British aircraft engineer, aerodynamisist and car designer (1916-1970)

Malcolm Gilbert Sayer (21 May 1916 – 22 April 1970) was a British aircraft engineer during wartime and later automotive aerodynamist and designer. His most notable aerodynamic work was the engineering body development and design of the E-Type Jaguar and early style guidelines for Jaguar XJS. He spent the last twenty years of his life working at Jaguar Cars and was one of the first engineers to apply principles of aircraft streamlining and aerodynamic function to cars.

==Early life and education==
Sayer was born in Cromer, Norfolk.

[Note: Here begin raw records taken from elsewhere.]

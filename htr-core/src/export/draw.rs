use std::path::Path;

use ab_glyph::{FontVec, PxScale};
use image::{DynamicImage, Rgb, RgbImage};
use imageproc::{
    drawing::{draw_hollow_rect_mut, draw_text_mut},
    rect::Rect,
};
use snafu::ResultExt;
use tracing::*;

use crate::{consts::*, error::*, layout::element::ReadLine};

const BOX_THICKNESS: i32 = 2;
const TEXT_GAP: f32 = 5.0;

/// Draws word boxes and their transcriptions over a page.
pub struct Visualizer {
    font: Option<FontVec>,
}

impl Visualizer {
    pub fn new(font: Option<FontVec>) -> Self {
        if font.is_none() {
            info!("no font configured, visualizations show boxes only");
        }
        Self { font }
    }

    pub fn from_font_file<P: AsRef<Path>>(path: P) -> Result<Self, HtrError> {
        let path = path.as_ref();
        let bytes = std::fs::read(path).context(IoReadSnafu {
            path: path.to_string_lossy(),
        })?;
        let font = FontVec::try_from_vec(bytes).context(FontSnafu {})?;
        Ok(Self::new(Some(font)))
    }

    /// Uses the font named by `HTR_FONT_PATH`; without it only boxes are drawn.
    pub fn from_env() -> Result<Self, HtrError> {
        match std::env::var(FONT_PATH_ENV_NAME) {
            Ok(path) => Self::from_font_file(path),
            Err(_) => Ok(Self::new(None)),
        }
    }

    pub fn has_font(&self) -> bool {
        self.font.is_some()
    }

    pub fn draw(&self, image: &DynamicImage, lines: &[ReadLine], text_scale: f32) -> RgbImage {
        let mut canvas = image.to_rgb8();
        let color = Rgb(BOX_COLOR);
        let px = BASE_FONT_PX * text_scale;

        for word in lines.iter().flat_map(|line| &line.words) {
            let (x, y, width, height) = word.bbox.to_pixel_rect();
            if width == 0 || height == 0 {
                continue;
            }

            for offset in 0..BOX_THICKNESS {
                let rect = Rect::at(x as i32 - offset, y as i32 - offset).of_size(
                    width + (offset * 2) as u32,
                    height + (offset * 2) as u32,
                );
                draw_hollow_rect_mut(&mut canvas, rect, color);
            }

            if let Some(font) = &self.font {
                let text_y = (word.bbox.min.y - TEXT_GAP - px).max(0.0) as i32;
                draw_text_mut(
                    &mut canvas,
                    color,
                    x as i32,
                    text_y,
                    PxScale::from(px),
                    font,
                    &word.text,
                );
            }
        }

        canvas
    }

    pub fn save<P: AsRef<Path>>(image: &RgbImage, path: P) -> Result<(), HtrError> {
        let path = path.as_ref();
        image.save(path).context(ImageWriteSnafu {
            path: path.to_string_lossy(),
        })
    }
}

/// Encodes an image as PNG bytes.
pub fn encode_png(image: &RgbImage) -> Result<Vec<u8>, HtrError> {
    let mut bytes = std::io::Cursor::new(Vec::new());
    image
        .write_to(&mut bytes, image::ImageFormat::Png)
        .context(ImageWriteSnafu { path: "<memory>" })?;
    Ok(bytes.into_inner())
}
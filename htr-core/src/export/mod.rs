//! Result files and visualizations.

pub mod draw;
pub mod json;
pub mod text;

pub use draw::{Visualizer, encode_png};
pub use json::write_json;
pub use text::{combined_text, save_results, summary};
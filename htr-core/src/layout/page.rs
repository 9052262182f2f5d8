use serde::{Deserialize, Serialize};

use crate::layout::element::{ReadLine, page_text};

/// Recognition result of one page.
#[derive(Debug, Clone, PartialEq, Serialize, Deserialize)]
pub struct PageResult {
    /// Page number, starting at 1.
    pub page_number: usize,
    pub text: String,
    pub lines: Vec<ReadLine>,
    pub line_count: usize,
    pub word_count: usize,
    /// `(width, height)` of the page image in pixels.
    pub image_size: (u32, u32),
}

impl PageResult {
    /// Words are counted in the page text, so detections read as empty
    /// strings do not count.
    pub fn new(page_number: usize, lines: Vec<ReadLine>, image_size: (u32, u32)) -> Self {
        let text = page_text(&lines).trim().to_string();
        Self {
            page_number,
            word_count: text.split_whitespace().count(),
            text,
            line_count: lines.len(),
            lines,
            image_size,
        }
    }

    pub fn is_empty(&self) -> bool {
        self.lines.is_empty()
    }
}

#[cfg(test)]
mod tests {
    use super::*;
    use crate::{analysis::bbox::Bbox, layout::element::ReadWord};

    #[test]
    fn test_page_result_counts() {
        let word = |text: &str| ReadWord {
            text: text.to_string(),
            bbox: Bbox::from_xyxy(0.0, 0.0, 1.0, 1.0),
        };
        let lines = vec![
            ReadLine {
                words: vec![word("a"), word("b")],
            },
            ReadLine {
                // nothing legible in the last box
                words: vec![word("c"), word("")],
            },
        ];

        let page = PageResult::new(3, lines, (100, 50));
        assert_eq!(page.page_number, 3);
        assert_eq!(page.text, "a b\nc");
        assert_eq!(page.line_count, 2);
        assert_eq!(page.word_count, 3);
        assert!(!page.is_empty());

        let empty = PageResult::new(1, Vec::new(), (1, 1));
        assert_eq!(empty.text, "");
        assert!(empty.is_empty());
    }
}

He was educated at Great Yarmouth Grammar School (where his father taught an unusual combination of Maths and Art). At age 17 he won the prestigious Empire Scholarship and attended at Loughborough College (later Loughborough University) in its Department of Aeronautical and Automotive Engineering, earning first class honours.

==Early career==
He worked for the Bristol Aeroplane Company during the Second World War, which exempted him from conscription by way of reserved occupation protection.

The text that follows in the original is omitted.